_ACTIVITY_.
From the first line to the last, give the records again exactly.

_PROVIDED RECORDS_.
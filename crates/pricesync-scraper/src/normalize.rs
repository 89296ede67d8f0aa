//! Normalization of one raw supplier item into a canonical [`Product`].
//!
//! Both the JSON and the HTML strategies route every item through
//! [`NormalizationMapper`], so price cleaning and status vocabulary rules are
//! identical regardless of the payload format.

use pricesync_core::{CanonicalField, FieldMapping, Product, StatusVocabulary};
use serde_json::Value;

use crate::diagnostics::{Diagnostic, Severity};

/// Result of mapping one raw item.
#[derive(Debug, Clone, PartialEq, Eq)]
pub enum ItemOutcome {
    /// A product was produced. `warning` is set when a field was malformed
    /// and coerced (e.g. a non-numeric price stored as `0`).
    Mapped {
        product: Product,
        warning: Option<Diagnostic>,
    },
    /// The item could not be mapped and is excluded from the result.
    Skipped(Diagnostic),
}

/// Maps raw items for one supplier using its field mapping and status
/// vocabulary.
#[derive(Debug, Clone, Copy)]
pub struct NormalizationMapper<'a> {
    supplier: &'a str,
    mapping: &'a FieldMapping,
    vocabulary: &'a StatusVocabulary,
}

impl<'a> NormalizationMapper<'a> {
    #[must_use]
    pub fn new(
        supplier: &'a str,
        mapping: &'a FieldMapping,
        vocabulary: &'a StatusVocabulary,
    ) -> Self {
        Self {
            supplier,
            mapping,
            vocabulary,
        }
    }

    /// Maps the raw item at `index` in the payload.
    ///
    /// Fields are extracted in order code, description, price, status. A
    /// canonical field with no mapping entry, or whose source key is absent
    /// from the item, reads as an empty string. Only a non-object item is
    /// skipped.
    #[must_use]
    pub fn map_item(&self, index: usize, item: &Value) -> ItemOutcome {
        let Value::Object(fields) = item else {
            return ItemOutcome::Skipped(Diagnostic::item(
                self.supplier,
                index,
                Severity::Warning,
                format!(
                    "skipping item: expected an object, found {}",
                    json_type_name(item)
                ),
            ));
        };

        let source =
            |field: CanonicalField| self.mapping.source_for(field).and_then(|key| fields.get(key));
        let read =
            |field: CanonicalField| -> String { source(field).map(stringify).unwrap_or_default() };

        let code = read(CanonicalField::Code);
        let description = read(CanonicalField::Description);
        let raw_price = read(CanonicalField::Price);
        let raw_status = read(CanonicalField::Status);

        let price = parse_price(&raw_price);
        let fractional = source(CanonicalField::Price).is_some_and(is_fractional_number);
        let warning = if price == 0 && !is_zero_price(&raw_price) {
            Some(format!("malformed price {raw_price:?} for product {code:?}; stored as 0"))
        } else if fractional {
            Some(format!(
                "numeric price {raw_price} for product {code:?} has a fractional part; \
                 separators are stripped, stored as {price}"
            ))
        } else {
            None
        }
        .map(|message| Diagnostic::item(self.supplier, index, Severity::Warning, message));

        let status = self.vocabulary.normalize(&raw_status).to_owned();

        ItemOutcome::Mapped {
            product: Product {
                code,
                description,
                price,
                status,
            },
            warning,
        }
    }
}

/// Parses a supplier price into the minor currency unit.
///
/// `.` and `,` are always treated as thousands separators and removed, so
/// `"10.000"` and `"10,000"` both parse to `10000` and `"10.50"` parses to
/// `1050`. Anything that is not all ASCII digits after removal (including
/// negative numbers, blanks and values too large for `u64`) coerces to `0`.
#[must_use]
pub fn parse_price(raw: &str) -> u64 {
    let stripped: String = raw
        .trim()
        .chars()
        .filter(|c| *c != '.' && *c != ',')
        .collect();

    if stripped.is_empty() || !stripped.bytes().all(|b| b.is_ascii_digit()) {
        return 0;
    }

    stripped.parse::<u64>().unwrap_or(0)
}

/// `true` for prices that are legitimately zero (blank or all zero digits),
/// which should not be reported as malformed.
fn is_zero_price(raw: &str) -> bool {
    raw.trim()
        .chars()
        .all(|c| c == '0' || c == '.' || c == ',')
}

/// `true` for a JSON number stored as a float, e.g. `10000.0`.
fn is_fractional_number(value: &Value) -> bool {
    matches!(value, Value::Number(n) if n.is_f64())
}

/// Renders a JSON value as the source text a supplier meant: strings
/// verbatim, null as empty, everything else as compact JSON.
#[must_use]
pub fn stringify(value: &Value) -> String {
    match value {
        Value::String(s) => s.clone(),
        Value::Null => String::new(),
        other => other.to_string(),
    }
}

pub(crate) fn json_type_name(value: &Value) -> &'static str {
    match value {
        Value::Null => "null",
        Value::Bool(_) => "boolean",
        Value::Number(_) => "number",
        Value::String(_) => "string",
        Value::Array(_) => "array",
        Value::Object(_) => "object",
    }
}

#[cfg(test)]
#[path = "normalize_test.rs"]
mod tests;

_RESULT OF THE TASK_.
filename crates/pricesync-scraper/src/normalize.rs
repository 89296ede67d8f0aa
//! Normalization of one raw supplier item into a canonical [`Product`].
//!
//! Both the JSON and the HTML strategies route every item through
//! [`NormalizationMapper`], so price cleaning and status vocabulary rules are
//! identical regardless of the payload format.

use pricesync_core::{CanonicalField, FieldMapping, Product, StatusVocabulary};
use serde_json::Value;

use crate::diagnostics::{Diagnostic, Severity};

/// Result of mapping one raw item.
#[derive(Debug, Clone, PartialEq, Eq)]
pub enum ItemOutcome {
    /// A product was produced. `warning` is set when a field was malformed
    /// and coerced (e.g. a non-numeric price stored as `0`).
    Mapped {
        product: Product,
        warning: Option<Diagnostic>,
    },
    /// The item could not be mapped and is excluded from the result.
    Skipped(Diagnostic),
}

/// Maps raw items for one supplier using its field mapping and status
/// vocabulary.
#[derive(Debug, Clone, Copy)]
pub struct NormalizationMapper<'a> {
    supplier: &'a str,
    mapping: &'a FieldMapping,
    vocabulary: &'a StatusVocabulary,
}

impl<'a> NormalizationMapper<'a> {
    #[must_use]
    pub fn new(
        supplier: &'a str,
        mapping: &'a FieldMapping,
        vocabulary: &'a StatusVocabulary,
    ) -> Self {
        Self {
            supplier,
            mapping,
            vocabulary,
        }
    }

    /// Maps the raw item at `index` in the payload.
    ///
    /// Fields are extracted in order code, description, price, status. A
    /// canonical field with no mapping entry, or whose source key is absent
    /// from the item, reads as an empty string. Only a non-object item is
    /// skipped.
    #[must_use]
    pub fn map_item(&self, index: usize, item: &Value) -> ItemOutcome {
        let Value::Object(fields) = item else {
            return ItemOutcome::Skipped(Diagnostic::item(
                self.supplier,
                index,
                Severity::Warning,
                format!(
                    "skipping item: expected an object, found {}",
                    json_type_name(item)
                ),
            ));
        };

        let source =
            |field: CanonicalField| self.mapping.source_for(field).and_then(|key| fields.get(key));
        let read =
            |field: CanonicalField| -> String { source(field).map(stringify).unwrap_or_default() };

        let code = read(CanonicalField::Code);
        let description = read(CanonicalField::Description);
        let raw_price = read(CanonicalField::Price);
        let raw_status = read(CanonicalField::Status);

        let price = parse_price(&raw_price);
        let fractional = source(CanonicalField::Price).is_some_and(is_fractional_number);
        let warning = if price == 0 && !is_zero_price(&raw_price) {
            Some(format!("malformed price {raw_price:?} for product {code:?}; stored as 0"))
        } else if fractional {
            Some(format!(
                "numeric price {raw_price} for product {code:?} has a fractional part; \
                 separators are stripped, stored as {price}"
            ))
        } else {
            None
        }
        .map(|message| Diagnostic::item(self.supplier, index, Severity::Warning, message));

        let status = self.vocabulary.normalize(&raw_status).to_owned();

        ItemOutcome::Mapped {
            product: Product {
                code,
                description,
                price,
                status,
            },
            warning,
        }
    }
}

/// Parses a supplier price into the minor currency unit.
///
/// `.` and `,` are always treated as thousands separators and removed, so
/// `"10.000"` and `"10,000"` both parse to `10000` and `"10.50"` parses to
/// `1050`. Anything that is not all ASCII digits after removal (including
/// negative numbers, blanks and values too large for `u64`) coerces to `0`.
#[must_use]
pub fn parse_price(raw: &str) -> u64 {
    let stripped: String = raw
        .trim()
        .chars()
        .filter(|c| *c != '.' && *c != ',')
        .collect();

    if stripped.is_empty() || !stripped.bytes().all(|b| b.is_ascii_digit()) {
        return 0;
    }

    stripped.parse::<u64>().unwrap_or(0)
}

/// `true` for prices that are legitimately zero (blank or all zero digits),
/// which should not be reported as malformed.
fn is_zero_price(raw: &str) -> bool {
    raw.trim()
        .chars()
        .all(|c| c == '0' || c == '.' || c == ',')
}

/// `true` for a JSON number stored as a float, e.g. `10000.0`.
fn is_fractional_number(value: &Value) -> bool {
    matches!(value, Value::Number(n) if n.is_f64())
}

/// Renders a JSON value as the source text a supplier meant: strings
/// verbatim, null as empty, everything else as compact JSON.
#[must_use]
pub fn stringify(value: &Value) -> String {
    match value {
        Value::String(s) => s.clone(),
        Value::Null => String::new(),
        other => other.to_string(),
    }
}

pub(crate) fn json_type_name(value: &Value) -> &'static str {
    match value {
        Value::Null => "null",
        Value::Bool(_) => "boolean",
        Value::Number(_) => "number",
        Value::String(_) => "string",
        Value::Array(_) => "array",
        Value::Object(_) => "object",
    }
}

#[cfg(test)]
#[path = "normalize_test.rs"]
mod tests;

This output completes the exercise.